**Data**
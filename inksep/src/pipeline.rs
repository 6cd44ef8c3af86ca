//! Color separation pipeline
//!
//! classify -> rank hues -> grow regions -> merge color ids -> build masks
//! -> drop small masks -> clean up each remaining mask.
//!
//! Everything after decoding is deterministic: the same raster and options
//! always give the same masks under the same names.

use crate::error::SeparateResult;
use inksep_color::{ClassifierThresholds, HueBucket, convert_rgb_to_hsv, rank_hues};
use inksep_core::{ColorId, HsvImage, LabelGrid, Mask, RgbImage};
use inksep_io::ImageFormat;
use inksep_morph::{BridgeOptions, MorphSequence};
use inksep_region::{
    Equivalence, GrowOptions, MergePolicy, build_masks, filter_by_size, grow_regions,
    merge_equivalent,
};
use std::path::{Path, PathBuf};

/// Options for the whole pipeline
#[derive(Debug, Clone)]
pub struct SeparateOptions {
    /// Background classification thresholds
    pub thresholds: ClassifierThresholds,
    /// Region growing options; the hue tolerance is also used for merging
    pub grow: GrowOptions,
    /// How close color ids are merged
    pub merge_policy: MergePolicy,
    /// Masks with fewer pixels (before cleanup) are dropped
    pub min_region_size: usize,
    /// Cleanup applied to every kept mask
    pub cleanup: MorphSequence,
    /// Gap bridging options used by the cleanup
    pub bridge: BridgeOptions,
}

impl Default for SeparateOptions {
    fn default() -> Self {
        Self {
            thresholds: ClassifierThresholds::default(),
            grow: GrowOptions::default(),
            merge_policy: MergePolicy::NearestEarlier,
            min_region_size: 150,
            cleanup: MorphSequence::default(),
            bridge: BridgeOptions::default(),
        }
    }
}

impl SeparateOptions {
    /// Set the classifier thresholds
    pub fn with_thresholds(mut self, thresholds: ClassifierThresholds) -> Self {
        self.thresholds = thresholds;
        self
    }

    /// Set the region growing options
    pub fn with_grow(mut self, grow: GrowOptions) -> Self {
        self.grow = grow;
        self
    }

    /// Set the merge policy
    pub fn with_merge_policy(mut self, policy: MergePolicy) -> Self {
        self.merge_policy = policy;
        self
    }

    /// Set the minimum mask size
    pub fn with_min_region_size(mut self, size: usize) -> Self {
        self.min_region_size = size;
        self
    }

    /// Set the cleanup sequence
    pub fn with_cleanup(mut self, cleanup: MorphSequence) -> Self {
        self.cleanup = cleanup;
        self
    }

    /// Parse and set the cleanup sequence, e.g. `"e5 + d2 + e5 + g"`
    pub fn with_cleanup_str(self, sequence: &str) -> SeparateResult<Self> {
        Ok(self.with_cleanup(MorphSequence::parse(sequence)?))
    }

    /// Set the gap bridging options
    pub fn with_bridge(mut self, bridge: BridgeOptions) -> Self {
        self.bridge = bridge;
        self
    }
}

/// One emitted color mask.
#[derive(Debug, Clone, PartialEq, Eq)]
pub struct ColorMask {
    /// Canonical color id
    pub id: ColorId,
    /// Output name derived from the id
    pub name: String,
    /// Pixel count before cleanup
    pub pixel_count: usize,
    /// Cleaned mask
    pub mask: Mask,
}

/// Everything one pipeline run produced.
#[derive(Debug, Clone)]
pub struct Separation {
    /// Ranked hue buckets
    pub buckets: Vec<HueBucket>,
    /// Per-pixel color ids
    pub labels: LabelGrid,
    /// Color id to canonical id
    pub equivalence: Equivalence,
    /// Emitted masks in ascending canonical id order
    pub masks: Vec<ColorMask>,
}

impl Separation {
    /// Number of color ids allocated during region growing.
    pub fn color_count(&self) -> usize {
        self.equivalence.len()
    }

    /// Look up an emitted mask by name.
    pub fn get(&self, name: &str) -> Option<&ColorMask> {
        self.masks.iter().find(|m| m.name == name)
    }

    /// Names of the emitted masks, in order.
    pub fn names(&self) -> Vec<&str> {
        self.masks.iter().map(|m| m.name.as_str()).collect()
    }
}

/// Run the pipeline on an HSV raster.
///
/// # Errors
///
/// Only allocation-level failures (invalid raster sizes) are reported.
/// Per-pixel processing never fails.
pub fn separate_colors(image: &HsvImage, options: &SeparateOptions) -> SeparateResult<Separation> {
    let buckets = rank_hues(image, &options.thresholds);
    let regions = grow_regions(image, &options.thresholds, &buckets, &options.grow)?;
    let equivalence = merge_equivalent(
        &buckets,
        regions.bucket_ids(),
        options.grow.hue_tolerance,
        options.merge_policy,
    );
    let labels = regions.into_labels();

    let candidates = build_masks(&labels, &equivalence)?;
    let candidate_count = candidates.len();
    let kept = filter_by_size(candidates, options.min_region_size);

    let masks: Vec<ColorMask> = kept
        .into_iter()
        .map(|m| {
            let pixel_count = m.pixel_count();
            let mask = options.cleanup.apply(&m.mask, &options.bridge);
            log::debug!(
                "color {}: cleanup {} -> {} px",
                m.id,
                pixel_count,
                mask.count()
            );
            ColorMask {
                id: m.id,
                name: mask_name(m.id),
                pixel_count,
                mask,
            }
        })
        .collect();

    log::info!(
        "{} hues, {} color ids, {} canonical, {} masks emitted",
        buckets.len(),
        equivalence.len(),
        candidate_count,
        masks.len()
    );

    Ok(Separation {
        buckets,
        labels,
        equivalence,
        masks,
    })
}

/// Convert an RGB raster to HSV and run the pipeline.
pub fn separate_rgb(image: &RgbImage, options: &SeparateOptions) -> SeparateResult<Separation> {
    separate_colors(&convert_rgb_to_hsv(image), options)
}

/// Output name for a canonical color id.
///
/// `a`..`z` for 0..25, then `aa`, `ab`, ... like spreadsheet columns.
///
/// # Examples
///
/// ```
/// use inksep::mask_name;
///
/// assert_eq!(mask_name(0), "a");
/// assert_eq!(mask_name(25), "z");
/// assert_eq!(mask_name(26), "aa");
/// ```
pub fn mask_name(id: ColorId) -> String {
    let mut n = id + 1;
    let mut letters = Vec::new();
    while n > 0 {
        n -= 1;
        letters.push(b'a' + (n % 26) as u8);
        n /= 26;
    }
    letters.iter().rev().map(|&b| char::from(b)).collect()
}

/// Write every emitted mask as `<name>.<ext>` into `dir`.
///
/// The directory is created if missing. Returns the written paths in
/// output order.
pub fn write_separation<P: AsRef<Path>>(
    separation: &Separation,
    dir: P,
    format: ImageFormat,
) -> SeparateResult<Vec<PathBuf>> {
    let dir = dir.as_ref();
    std::fs::create_dir_all(dir).map_err(inksep_io::IoError::from)?;

    let mut paths = Vec::with_capacity(separation.masks.len());
    for m in &separation.masks {
        let path = dir.join(format!("{}.{}", m.name, format.extension()));
        inksep_io::write_mask(&m.mask, &path, format)?;
        log::info!("wrote {}", path.display());
        paths.push(path);
    }
    Ok(paths)
}

#[cfg(test)]
mod tests {
    use super::*;
    use inksep_core::Rgb;

    #[test]
    fn test_mask_name_sequence() {
        assert_eq!(mask_name(1), "b");
        assert_eq!(mask_name(27), "ab");
        assert_eq!(mask_name(51), "az");
        assert_eq!(mask_name(52), "ba");
        assert_eq!(mask_name(701), "zz");
        assert_eq!(mask_name(702), "aaa");
    }

    #[test]
    fn test_options_builders() {
        let opts = SeparateOptions::default()
            .with_min_region_size(10)
            .with_merge_policy(MergePolicy::Transitive)
            .with_cleanup_str("e4 + g")
            .unwrap();
        assert_eq!(opts.min_region_size, 10);
        assert_eq!(opts.merge_policy, MergePolicy::Transitive);
        assert_eq!(opts.cleanup.ops().len(), 2);
        assert!(SeparateOptions::default().with_cleanup_str("q").is_err());
    }

    fn single_blob() -> RgbImage {
        let mut img = RgbImage::new_fill(40, 40, Rgb::new(255, 255, 255)).unwrap();
        for y in 5..35 {
            for x in 5..35 {
                img.set_pixel(x, y, Rgb::new(220, 30, 30)).unwrap();
            }
        }
        img
    }

    fn in_blob(x: u32, y: u32, margin: u32) -> bool {
        (5 - margin..35 + margin).contains(&x) && (5 - margin..35 + margin).contains(&y)
    }

    #[test]
    fn test_single_blob_exact_without_cleanup() {
        let opts = SeparateOptions::default().with_cleanup(MorphSequence::from_ops(Vec::new()));
        let sep = separate_rgb(&single_blob(), &opts).unwrap();
        assert_eq!(sep.names(), vec!["a"]);

        let a = sep.get("a").unwrap();
        assert_eq!(a.pixel_count, 900);
        assert_eq!(a.mask.count(), 900);
        for y in 0..40 {
            for x in 0..40 {
                assert_eq!(a.mask.get(x, y), in_blob(x, y, 0), "pixel ({}, {})", x, y);
            }
        }
    }

    #[test]
    fn test_single_blob_default_cleanup() {
        let sep = separate_rgb(&single_blob(), &SeparateOptions::default()).unwrap();
        assert_eq!(sep.names(), vec!["a"]);

        // e5 + d2 + e5 keeps the square and adds a one-pixel ring along
        // each edge, short of the corners: 900 + 4 * 26
        let a = sep.get("a").unwrap();
        assert_eq!(a.pixel_count, 900);
        assert_eq!(a.mask.count(), 1004);
        for y in 0..40 {
            for x in 0..40 {
                if (6..34).contains(&x) && (6..34).contains(&y) {
                    assert!(a.mask.get(x, y), "interior ({}, {}) cleared", x, y);
                }
                if !in_blob(x, y, 1) {
                    assert!(!a.mask.get(x, y), "({}, {}) set outside blob", x, y);
                }
            }
        }
        assert!(a.mask.get(5, 5));
        assert!(a.mask.get(4, 20));
        assert!(!a.mask.get(4, 4));
        assert!(!a.mask.get(4, 6));
    }

    #[test]
    fn test_empty_raster() {
        let img = HsvImage::new(4, 4).unwrap();
        let sep = separate_colors(&img, &SeparateOptions::default()).unwrap();
        assert!(sep.masks.is_empty());
        assert_eq!(sep.color_count(), 0);
    }
}
//! inksep core - Basic data structures for color separation
//!
//! This crate provides the fundamental containers used throughout the
//! inksep workspace:
//!
//! - [`Raster`] - Row-major pixel grid, specialised as [`RgbImage`],
//!   [`HsvImage`] and [`LabelGrid`]
//! - [`Mask`] - Binary raster with a running set-pixel count
//! - [`Pta`] - Integer point arrays, used for rendering bridge lines
//!
//! Coordinates are `(x, y)` with `x` the column and `y` the row.

pub mod error;
pub mod label;
pub mod mask;
pub mod pta;
pub mod raster;

pub use error::{Error, Result};
pub use label::{ColorId, LabelGrid};
pub use mask::Mask;
pub use pta::{Pta, generate_line_pta};
pub use raster::{Hsv, HsvImage, Raster, Rgb, RgbImage};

**Problem description**
Retype word for word the lines running from the line containing "pub use mask::Mask;" to the end of the listing, and only those.

**Written response**
pub use mask::Mask;
pub use pta::{Pta, generate_line_pta};
pub use raster::{Hsv, HsvImage, Raster, Rgb, RgbImage};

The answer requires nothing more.